Photographs by Dawn Hamilton.
The Wilderness Politics Tour rolled into Toronto’s Danforth Music Hall on Sunday evening bringing along a four-part evening of pop rock artists from quite literally all over the world. The tour, presented by Journeys (yes, the shoe company), had a throwback air of pop punk tours of the past (also likely presented by Journeys) with branded fabric bracelets handed to attendees at the door by volunteers, and a tour backdrop letting everyone know exactly where they were for the night. The comparisons end here though as the dynamic Brooklyn native LOLO shattered preconceived notions of the evening with her soulful rock stylings, and Sydney, Australia’s The Griswold’s indie pop and impressive harmonies charmed the crowd. Even their more heavy interpretation of Vance Joy’s “Riptide” was well received. There was no shtick or flash here, just two hard working groups doing their best to wow a cavernous music hall far from home.

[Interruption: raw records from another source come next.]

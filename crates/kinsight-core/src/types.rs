use chrono::{DateTime, Utc};
use serde::{Deserialize, Serialize};
use std::cmp::Ordering;

/// Bounding box for a detected face, with optional facial landmarks.
#[derive(Debug, Clone, PartialEq, Serialize, Deserialize)]
pub struct BoundingBox {
    pub x: f32,
    pub y: f32,
    pub width: f32,
    pub height: f32,
    pub confidence: f32,
    /// Five-point facial landmarks: [left_eye, right_eye, nose, left_mouth, right_mouth].
    pub landmarks: Option<[(f32, f32); 5]>,
}

/// Face embedding vector (512-dimensional for ArcFace).
#[derive(Debug, Clone, PartialEq, Serialize, Deserialize)]
pub struct Embedding {
    pub values: Vec<f32>,
    /// Model version that produced this embedding (e.g., "w600k_r50").
    pub model_version: Option<String>,
}

impl Embedding {
    pub fn new(values: Vec<f32>) -> Self {
        Self {
            values,
            model_version: None,
        }
    }

    pub fn dim(&self) -> usize {
        self.values.len()
    }

    /// Cosine similarity in [-1, 1]. Higher = more similar.
    pub fn similarity(&self, other: &Embedding) -> f32 {
        cosine_similarity(&self.values, &other.values)
    }
}

/// Cosine similarity of two vectors; 0.0 when either has zero norm.
pub fn cosine_similarity(a: &[f32], b: &[f32]) -> f32 {
    let mut dot = 0.0f32;
    let mut norm_a = 0.0f32;
    let mut norm_b = 0.0f32;

    for (x, y) in a.iter().zip(b.iter()) {
        dot += x * y;
        norm_a += x * x;
        norm_b += y * y;
    }

    let denom = norm_a.sqrt() * norm_b.sqrt();
    if denom > 0.0 { dot / denom } else { 0.0 }
}

/// One detected face: its descriptor plus where and how confidently it was found.
#[derive(Debug, Clone, Serialize, Deserialize)]
pub struct FaceDescriptor {
    #[serde(rename = "descriptor")]
    pub embedding: Embedding,
    /// Detector score in [0, 1].
    pub confidence: f32,
    pub region: BoundingBox,
}

/// A known person.
#[derive(Debug, Clone, Serialize, Deserialize)]
pub struct IdentityRecord {
    pub id: String,
    pub name: String,
    pub relationship: String,
    pub color: String,
    pub descriptor: Embedding,
    pub created_at: DateTime<Utc>,
    pub updated_at: DateTime<Utc>,
}

/// Fields supplied when registering a new person. The store assigns id and timestamps.
#[derive(Debug, Clone)]
pub struct NewIdentity {
    pub name: String,
    pub relationship: String,
    pub color: String,
    pub descriptor: Embedding,
}

/// A stored record together with its similarity to the probe descriptor.
#[derive(Debug, Clone)]
pub struct IdentityMatch {
    pub record: IdentityRecord,
    pub similarity: f32,
}

/// Strategy for finding the closest record in a gallery.
pub trait Matcher {
    fn nearest(
        &self,
        probe: &[f32],
        gallery: &[IdentityRecord],
        threshold: f32,
    ) -> Option<IdentityMatch>;
}

/// Cosine similarity matcher.
///
/// A record qualifies when its similarity is at or above `threshold`. Among
/// qualifying records the highest similarity wins; ties go to the smallest id,
/// so the result never depends on gallery order.
pub struct CosineMatcher;

impl Matcher for CosineMatcher {
    fn nearest(
        &self,
        probe: &[f32],
        gallery: &[IdentityRecord],
        threshold: f32,
    ) -> Option<IdentityMatch> {
        let mut best: Option<(usize, f32)> = None;

        for (i, record) in gallery.iter().enumerate() {
            if record.descriptor.dim() != probe.len() {
                continue;
            }
            let sim = cosine_similarity(probe, &record.descriptor.values);
            if sim < threshold {
                continue;
            }
            let better = match best {
                None => true,
                Some((j, best_sim)) => match sim.partial_cmp(&best_sim) {
                    Some(Ordering::Greater) => true,
                    Some(Ordering::Equal) => record.id < gallery[j].id,
                    _ => false,
                },
            };
            if better {
                best = Some((i, sim));
            }
        }

        best.map(|(idx, similarity)| IdentityMatch {
            record: gallery[idx].clone(),
            similarity,
        })
    }
}
//! kinsight-core: face detection, recognition and identity resolution.
//!
//! Uses SCRFD for face detection and ArcFace for face descriptors, both
//! running via ONNX Runtime on CPU, and matches descriptors against known
//! identities by cosine similarity.

pub mod adapter;
pub mod alignment;
pub mod detector;
pub mod frame;
pub mod recognizer;
pub mod resolver;
pub mod store;
pub mod types;

pub use adapter::{DetectError, DetectionAdapter, ModelPaths, OnnxAdapter};
pub use detector::FaceDetector;
pub use frame::{decode_payload, encode_payload, Frame, FrameError};
pub use recognizer::FaceRecognizer;
pub use resolver::{Registration, Resolution, ResolveError, Resolver, ResolverConfig};
pub use store::{IdentityStore, MemoryStore, StoreError};
pub use types::{BoundingBox, CosineMatcher, Embedding, FaceDescriptor, IdentityMatch, IdentityRecord, Matcher, NewIdentity};

use std::path::PathBuf;

/// Default directory for the ONNX model files: `$XDG_DATA_HOME/kinsight/models`.
pub fn default_model_dir() -> PathBuf {
    data_home().join("kinsight").join("models")
}

/// `$XDG_DATA_HOME`, falling back to `~/.local/share`.
pub fn data_home() -> PathBuf {
    std::env::var("XDG_DATA_HOME")
        .map(PathBuf::from)
        .unwrap_or_else(|_| {
            let home = std::env::var("HOME").unwrap_or_else(|_| "/tmp".to_string());
            PathBuf::from(home).join(".local/share")
        })
}
//! HTTP transport
//!
//! Each send is one POST of a JSON value; the response body is the
//! correlated reply, pushed onto the incoming channel as if it had arrived
//! on a stream. There are no server-to-client notifications on this
//! transport.
//!
//! POST failures are synthesized into JSON-RPC error responses carrying the
//! request's own id, so every outgoing request still completes exactly once
//! at the protocol layer.

use super::{Transport, TransportHandle, INCOMING_BUFFER};
use crate::protocol::{self, error_codes};
use crate::{McpError, Result};
use async_trait::async_trait;
use parking_lot::Mutex;
use serde_json::Value;
use std::collections::HashMap;
use std::time::Duration;
use tokio::sync::mpsc;
use tracing::{debug, warn};

const HTTP_TIMEOUT: Duration = Duration::from_secs(60);

/// One-POST-per-message transport
pub struct HttpTransport {
    client: reqwest::Client,
    url: String,
    headers: HashMap<String, String>,
    // Taken on close so in-flight tasks drop the last senders and the
    // incoming receiver ends.
    incoming_tx: Mutex<Option<mpsc::Sender<Value>>>,
}

impl HttpTransport {
    /// Create the transport. No connection is established up front; the
    /// manager's `initialize` request doubles as the readiness check.
    pub fn open(url: &str, headers: &HashMap<String, String>) -> Result<TransportHandle> {
        let client = reqwest::Client::builder()
            .timeout(HTTP_TIMEOUT)
            .build()
            .map_err(|e| McpError::Transport(format!("Failed to build HTTP client: {}", e)))?;

        let (incoming_tx, incoming) = mpsc::channel(INCOMING_BUFFER);

        Ok(TransportHandle {
            transport: Box::new(Self {
                client,
                url: url.to_string(),
                headers: headers.clone(),
                incoming_tx: Mutex::new(Some(incoming_tx)),
            }),
            incoming,
        })
    }
}

#[async_trait]
impl Transport for HttpTransport {
    async fn send(&self, message: Value) -> Result<()> {
        let incoming_tx = self
            .incoming_tx
            .lock()
            .clone()
            .ok_or(McpError::ConnectionClosed)?;

        let mut request = self.client.post(&self.url).json(&message);
        for (name, value) in &self.headers {
            request = request.header(name, value);
        }

        // Requests carry an id; notifications do not and get no reply.
        let id = message.get("id").cloned();
        let url = self.url.clone();

        tokio::spawn(async move {
            let reply = match request.send().await {
                Ok(response) if response.status().is_success() => {
                    match response.json::<Value>().await {
                        Ok(body) => Some(body),
                        Err(e) => id.map(|id| {
                            protocol::error_response(
                                id,
                                error_codes::PARSE_ERROR,
                                format!("Invalid response body: {}", e),
                            )
                        }),
                    }
                }
                Ok(response) => id.map(|id| {
                    protocol::error_response(
                        id,
                        error_codes::SERVER_ERROR,
                        format!("Server returned HTTP {}", response.status()),
                    )
                }),
                Err(e) => id.map(|id| {
                    protocol::error_response(
                        id,
                        error_codes::SERVER_ERROR,
                        format!("Request to {} failed: {}", url, e),
                    )
                }),
            };

            if let Some(reply) = reply {
                if incoming_tx.send(reply).await.is_err() {
                    warn!("HTTP reply arrived after transport close");
                }
            }
        });

        Ok(())
    }

    async fn close(&self) {
        if self.incoming_tx.lock().take().is_some() {
            debug!(url = %self.url, "HTTP transport closed");
        }
    }
}
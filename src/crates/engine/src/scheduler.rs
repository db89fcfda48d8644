//! Workflow scheduler
//!
//! The execution loop of one run: computes runnable nodes against the
//! completed set, dispatches them as independent tasks under the
//! concurrency bound, records outputs, emits events, and invokes the
//! best-effort persistence hook on terminal node transitions. Wakeups are
//! signalled by node completions and the cancel flag; the loop never
//! busy-waits.
//!
//! Set discipline: `running`, `completed`, `failed`, and the context's
//! outputs are touched only on the scheduler task. Node tasks receive a
//! context snapshot taken at dispatch, which is complete for their
//! dependency cone because every dependency settled in an earlier loop
//! iteration.

use crate::config::EngineConfig;
use crate::context::Context;
use crate::dag;
use crate::error::{EngineError, Result};
use crate::events::{EventBus, ExecutionEvent};
use crate::executor::{ExecutorRegistry, HumanExecutor, NodeOutput};
use crate::model::{Node, NodeKind, RunNodeStatus, RunStatus, Workflow};
use crate::persistence::{NodeStateUpdate, RunStore};
use chrono::Utc;
use std::collections::HashSet;
use std::sync::atomic::{AtomicBool, Ordering};
use std::sync::Arc;
use tokio::sync::{mpsc, Notify};
use tracing::{debug, error, info, warn};

/// Terminal outcome of one scheduler run
#[derive(Debug, Clone, PartialEq, Eq)]
pub enum RunOutcome {
    /// Every node completed
    Completed,
    /// A node failed or the run got stuck; carries the first fatal cause
    Failed {
        /// First fatal cause in event-emission order
        error: String,
    },
    /// Cancel was requested and honored
    Cancelled,
}

struct NodeCompletion {
    node: Node,
    retries: u32,
    started_at: i64,
    ended_at: i64,
    result: Result<NodeOutput>,
}

/// Executes one run of one workflow.
///
/// Create one executor per run; `cancel` applies to the run in flight.
pub struct WorkflowExecutor {
    run_id: String,
    registry: Arc<ExecutorRegistry>,
    human: Arc<HumanExecutor>,
    events: EventBus,
    store: Arc<dyn RunStore>,
    config: EngineConfig,
    cancel_requested: AtomicBool,
    cancel_notify: Notify,
}
//! SQLite persistence for strand
//!
//! Implements the narrow repository traits the engine and the connection
//! manager consume: runs and their node records, workflow definitions
//! (stored verbatim as JSON), and registered tool servers (with the
//! transport serialized as a tagged union).

mod db;
mod error;
mod run_repository;
mod server_repository;
mod workflow_repository;

pub use db::{Database, DatabasePool};
pub use error::{Result, StoreError};
pub use run_repository::RunRepository;
pub use server_repository::ServerRepository;
pub use workflow_repository::WorkflowRepository;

Co-headlining the tour are Denmark’s New Politics who’s stage entrance was aggressive and commanding with an impressive smoky light show. Their music naturally leans towards anthemic and their live performance certainly supports that. A showman is the only way to describe lead singer David Boyd. From high kicks to back flips, and break dancing to bass drum climbing, Boyd’s energy was easily unmatched by any other performer throughout the evening. Which begs the question, why haven’t New Politics been heralded for their live shows yet? With tracks begging to be heard live, a lead singer doing handstands, and a guitar-player-turned-piano-ballad-singer part of the way through the set, are New Politics a best kept secret? Perhaps the answer lies in the wide range of their songs flip flopping from indie dance tracks to punk anthems. Or perhaps their latest release Vikings is set to propel them over the edge. Regardless, the crowd ate up standout single tracks including “Tonight You’re Perfect” and “Girl Crush” which included co-headliner Andrew McMahon joining the band on stage.
With a quiet confidence Andrew McMahon in the Wilderness’ stage set-up and entrance was a stark contrast to New Politics’ manic energy. As always, McMahon’s baby grand piano took centre stage though this time it, along with the backline, was covered in a lush fake grass and topped with a whimsical fish bowl. Large white balloons surrounded the stage while a single balloon hovered as a floating projection screen while McMahon opened the set with a solo and sweet rendition of “Rainy Girl”. For the next hour the crowd was treated to a set list spanning over ten years in time and including every facet of McMahon’s long and winding musical career. Technically touring and recording under the name Andrew McMahon in the Wilderness now, every other track was off of the latest self-title release. In between included old standbys such as “Dark Blue” and “Swim” from the Jack’s Mannequin era and “I Woke Up In a Car” and “Punk Rock Princess” from the Something Corporate days. Though arranged slightly differently to compliment The Wilderness’ vibe, the tried and true tracks still stand on their own after all this time.
The magical haze was broken part way through the set due to some unfortunate crowd antics and heckling. While McMahon did his best to stand his ground the atmosphere changed drastically and the remainder of the set was performed with barely a glance to the crowd until the final songs. As per usual, the actions of a few ruined the experience for many. The evening ended with the crowd draped beneath a colourful parachute, suspending reality ever so slightly for a few more moments in the reverie of the Wilderness before heading out to the reality of the city streets.